THE DATA:
════════════════════
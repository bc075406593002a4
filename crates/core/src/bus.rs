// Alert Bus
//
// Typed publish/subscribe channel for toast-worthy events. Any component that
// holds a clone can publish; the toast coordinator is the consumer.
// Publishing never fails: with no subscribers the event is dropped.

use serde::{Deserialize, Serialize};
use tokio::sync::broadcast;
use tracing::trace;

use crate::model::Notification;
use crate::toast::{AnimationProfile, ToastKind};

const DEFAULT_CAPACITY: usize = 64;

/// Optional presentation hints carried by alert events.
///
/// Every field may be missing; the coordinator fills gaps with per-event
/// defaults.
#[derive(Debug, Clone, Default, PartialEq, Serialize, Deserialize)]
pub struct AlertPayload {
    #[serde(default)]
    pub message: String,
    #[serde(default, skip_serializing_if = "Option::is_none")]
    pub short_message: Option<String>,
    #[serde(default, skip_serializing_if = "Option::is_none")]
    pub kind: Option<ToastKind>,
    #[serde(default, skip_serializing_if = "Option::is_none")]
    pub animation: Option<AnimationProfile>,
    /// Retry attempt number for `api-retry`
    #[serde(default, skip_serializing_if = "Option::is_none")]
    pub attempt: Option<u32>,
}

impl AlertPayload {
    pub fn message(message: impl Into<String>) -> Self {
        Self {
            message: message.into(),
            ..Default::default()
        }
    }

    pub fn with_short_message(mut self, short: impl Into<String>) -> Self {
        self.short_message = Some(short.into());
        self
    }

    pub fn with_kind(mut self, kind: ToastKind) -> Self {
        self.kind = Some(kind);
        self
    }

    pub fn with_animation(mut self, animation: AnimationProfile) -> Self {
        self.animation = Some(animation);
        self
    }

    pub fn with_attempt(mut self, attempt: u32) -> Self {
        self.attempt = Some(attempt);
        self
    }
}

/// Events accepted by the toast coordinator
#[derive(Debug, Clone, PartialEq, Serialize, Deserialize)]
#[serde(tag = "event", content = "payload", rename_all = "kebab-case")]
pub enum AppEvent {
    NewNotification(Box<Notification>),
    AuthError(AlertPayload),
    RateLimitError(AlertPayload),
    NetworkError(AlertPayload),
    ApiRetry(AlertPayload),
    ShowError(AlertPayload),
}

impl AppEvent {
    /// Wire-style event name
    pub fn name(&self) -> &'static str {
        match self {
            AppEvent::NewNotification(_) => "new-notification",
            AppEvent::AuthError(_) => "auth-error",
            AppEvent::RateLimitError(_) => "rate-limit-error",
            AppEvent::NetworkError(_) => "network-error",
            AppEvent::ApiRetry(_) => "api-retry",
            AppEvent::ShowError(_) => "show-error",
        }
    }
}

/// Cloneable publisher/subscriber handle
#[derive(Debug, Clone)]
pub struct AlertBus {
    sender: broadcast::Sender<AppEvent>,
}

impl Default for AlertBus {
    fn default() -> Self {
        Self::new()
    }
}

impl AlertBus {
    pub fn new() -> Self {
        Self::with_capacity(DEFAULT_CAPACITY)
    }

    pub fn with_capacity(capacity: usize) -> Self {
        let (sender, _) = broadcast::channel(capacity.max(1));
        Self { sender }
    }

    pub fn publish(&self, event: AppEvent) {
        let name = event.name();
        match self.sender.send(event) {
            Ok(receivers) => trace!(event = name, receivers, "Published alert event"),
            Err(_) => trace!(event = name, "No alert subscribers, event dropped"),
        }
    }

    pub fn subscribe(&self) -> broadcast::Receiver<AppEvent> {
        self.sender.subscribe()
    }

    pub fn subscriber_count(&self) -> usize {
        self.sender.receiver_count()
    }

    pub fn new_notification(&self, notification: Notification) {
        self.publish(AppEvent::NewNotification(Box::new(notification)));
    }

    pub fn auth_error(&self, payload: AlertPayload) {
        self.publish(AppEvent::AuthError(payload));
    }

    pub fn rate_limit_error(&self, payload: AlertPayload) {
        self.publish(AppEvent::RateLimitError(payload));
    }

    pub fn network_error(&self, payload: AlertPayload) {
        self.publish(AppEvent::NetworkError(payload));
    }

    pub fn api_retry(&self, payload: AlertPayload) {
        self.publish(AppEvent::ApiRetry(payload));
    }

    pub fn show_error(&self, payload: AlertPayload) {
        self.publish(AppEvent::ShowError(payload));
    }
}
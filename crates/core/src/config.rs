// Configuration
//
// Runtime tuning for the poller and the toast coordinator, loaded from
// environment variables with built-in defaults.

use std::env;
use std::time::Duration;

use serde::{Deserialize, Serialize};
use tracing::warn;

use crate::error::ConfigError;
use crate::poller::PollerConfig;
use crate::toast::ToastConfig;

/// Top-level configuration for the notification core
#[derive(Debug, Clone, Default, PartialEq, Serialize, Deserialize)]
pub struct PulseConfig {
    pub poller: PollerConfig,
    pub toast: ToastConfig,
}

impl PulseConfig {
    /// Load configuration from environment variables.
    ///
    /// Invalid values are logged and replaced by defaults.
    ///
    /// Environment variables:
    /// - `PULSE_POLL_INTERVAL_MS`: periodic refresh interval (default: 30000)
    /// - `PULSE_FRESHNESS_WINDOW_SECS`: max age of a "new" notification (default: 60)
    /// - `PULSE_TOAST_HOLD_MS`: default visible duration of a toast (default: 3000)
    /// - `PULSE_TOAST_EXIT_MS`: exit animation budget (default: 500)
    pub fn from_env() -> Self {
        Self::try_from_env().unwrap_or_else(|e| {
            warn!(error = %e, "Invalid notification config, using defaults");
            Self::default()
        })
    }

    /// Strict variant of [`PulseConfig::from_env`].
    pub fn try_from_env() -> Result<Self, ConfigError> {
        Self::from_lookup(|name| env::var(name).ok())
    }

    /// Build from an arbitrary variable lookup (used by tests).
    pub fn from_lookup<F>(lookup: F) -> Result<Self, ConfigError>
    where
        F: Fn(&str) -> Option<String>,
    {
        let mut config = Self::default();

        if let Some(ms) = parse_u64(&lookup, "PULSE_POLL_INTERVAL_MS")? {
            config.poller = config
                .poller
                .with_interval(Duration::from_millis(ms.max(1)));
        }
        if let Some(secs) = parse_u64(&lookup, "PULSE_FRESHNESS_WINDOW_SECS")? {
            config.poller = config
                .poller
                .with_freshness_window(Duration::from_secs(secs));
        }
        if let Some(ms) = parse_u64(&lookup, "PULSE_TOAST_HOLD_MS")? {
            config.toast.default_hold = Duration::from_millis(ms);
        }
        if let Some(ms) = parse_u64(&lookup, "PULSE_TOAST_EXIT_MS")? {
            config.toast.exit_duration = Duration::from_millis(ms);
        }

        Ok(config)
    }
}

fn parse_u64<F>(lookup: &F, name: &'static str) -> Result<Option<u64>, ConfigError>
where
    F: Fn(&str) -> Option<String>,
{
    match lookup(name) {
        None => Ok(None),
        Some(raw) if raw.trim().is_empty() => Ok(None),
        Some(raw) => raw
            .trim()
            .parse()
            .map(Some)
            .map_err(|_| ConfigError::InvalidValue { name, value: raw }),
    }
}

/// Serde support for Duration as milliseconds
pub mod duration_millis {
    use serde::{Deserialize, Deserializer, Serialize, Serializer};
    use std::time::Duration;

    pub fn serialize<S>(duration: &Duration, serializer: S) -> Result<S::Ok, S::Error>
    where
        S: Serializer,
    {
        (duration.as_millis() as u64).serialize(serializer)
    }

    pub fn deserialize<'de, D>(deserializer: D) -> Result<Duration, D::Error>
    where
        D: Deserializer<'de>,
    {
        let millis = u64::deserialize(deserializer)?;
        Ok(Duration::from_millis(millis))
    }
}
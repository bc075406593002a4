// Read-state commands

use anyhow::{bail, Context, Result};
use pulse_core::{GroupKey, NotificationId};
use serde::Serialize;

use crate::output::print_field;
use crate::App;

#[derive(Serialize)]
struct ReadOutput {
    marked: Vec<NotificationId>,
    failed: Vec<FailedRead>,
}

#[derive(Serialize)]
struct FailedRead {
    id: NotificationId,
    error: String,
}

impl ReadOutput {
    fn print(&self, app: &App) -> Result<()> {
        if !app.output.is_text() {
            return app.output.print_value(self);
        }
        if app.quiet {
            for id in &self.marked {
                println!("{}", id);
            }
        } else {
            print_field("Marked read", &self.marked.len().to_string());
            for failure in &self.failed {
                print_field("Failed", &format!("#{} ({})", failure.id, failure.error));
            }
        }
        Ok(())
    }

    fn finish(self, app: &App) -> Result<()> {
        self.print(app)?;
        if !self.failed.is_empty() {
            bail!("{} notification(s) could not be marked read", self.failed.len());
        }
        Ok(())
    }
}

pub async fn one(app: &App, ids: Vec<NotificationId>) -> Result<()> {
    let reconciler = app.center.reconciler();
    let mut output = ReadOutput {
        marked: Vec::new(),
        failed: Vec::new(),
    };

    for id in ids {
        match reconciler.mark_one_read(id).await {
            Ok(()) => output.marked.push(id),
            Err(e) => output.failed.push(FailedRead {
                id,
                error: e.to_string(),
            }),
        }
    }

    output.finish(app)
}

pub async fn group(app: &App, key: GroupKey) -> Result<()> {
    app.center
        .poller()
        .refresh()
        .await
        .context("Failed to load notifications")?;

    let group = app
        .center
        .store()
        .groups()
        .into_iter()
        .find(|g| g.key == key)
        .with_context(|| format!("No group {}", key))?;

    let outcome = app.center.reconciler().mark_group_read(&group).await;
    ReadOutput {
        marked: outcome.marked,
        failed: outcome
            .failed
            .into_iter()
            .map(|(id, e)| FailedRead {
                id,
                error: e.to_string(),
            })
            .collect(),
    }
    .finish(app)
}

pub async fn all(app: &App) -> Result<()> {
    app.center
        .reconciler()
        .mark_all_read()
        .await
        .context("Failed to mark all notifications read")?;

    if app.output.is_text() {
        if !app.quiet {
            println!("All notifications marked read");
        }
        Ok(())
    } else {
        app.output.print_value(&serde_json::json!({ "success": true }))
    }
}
════════════════════
EXERCISE OBJECTIVE: Word for word, restate the lines of the data above that fall between the line holding "use tracing::warn;" and the line holding "let mut config = Self::default();", inclusive, and no other lines.

THE COMPLETED TASK:
use tracing::warn;

use crate::error::ConfigError;
use crate::poller::PollerConfig;
use crate::toast::ToastConfig;

/// Top-level configuration for the notification core
#[derive(Debug, Clone, Default, PartialEq, Serialize, Deserialize)]
pub struct PulseConfig {
    pub poller: PollerConfig,
    pub toast: ToastConfig,
}

impl PulseConfig {
    /// Load configuration from environment variables.
    ///
    /// Invalid values are logged and replaced by defaults.
    ///
    /// Environment variables:
    /// - `PULSE_POLL_INTERVAL_MS`: periodic refresh interval (default: 30000)
    /// - `PULSE_FRESHNESS_WINDOW_SECS`: max age of a "new" notification (default: 60)
    /// - `PULSE_TOAST_HOLD_MS`: default visible duration of a toast (default: 3000)
    /// - `PULSE_TOAST_EXIT_MS`: exit animation budget (default: 500)
    pub fn from_env() -> Self {
        Self::try_from_env().unwrap_or_else(|e| {
            warn!(error = %e, "Invalid notification config, using defaults");
            Self::default()
        })
    }

    /// Strict variant of [`PulseConfig::from_env`].
    pub fn try_from_env() -> Result<Self, ConfigError> {
        Self::from_lookup(|name| env::var(name).ok())
    }

    /// Build from an arbitrary variable lookup (used by tests).
    pub fn from_lookup<F>(lookup: F) -> Result<Self, ConfigError>
    where
        F: Fn(&str) -> Option<String>,
    {
        let mut config = Self::default();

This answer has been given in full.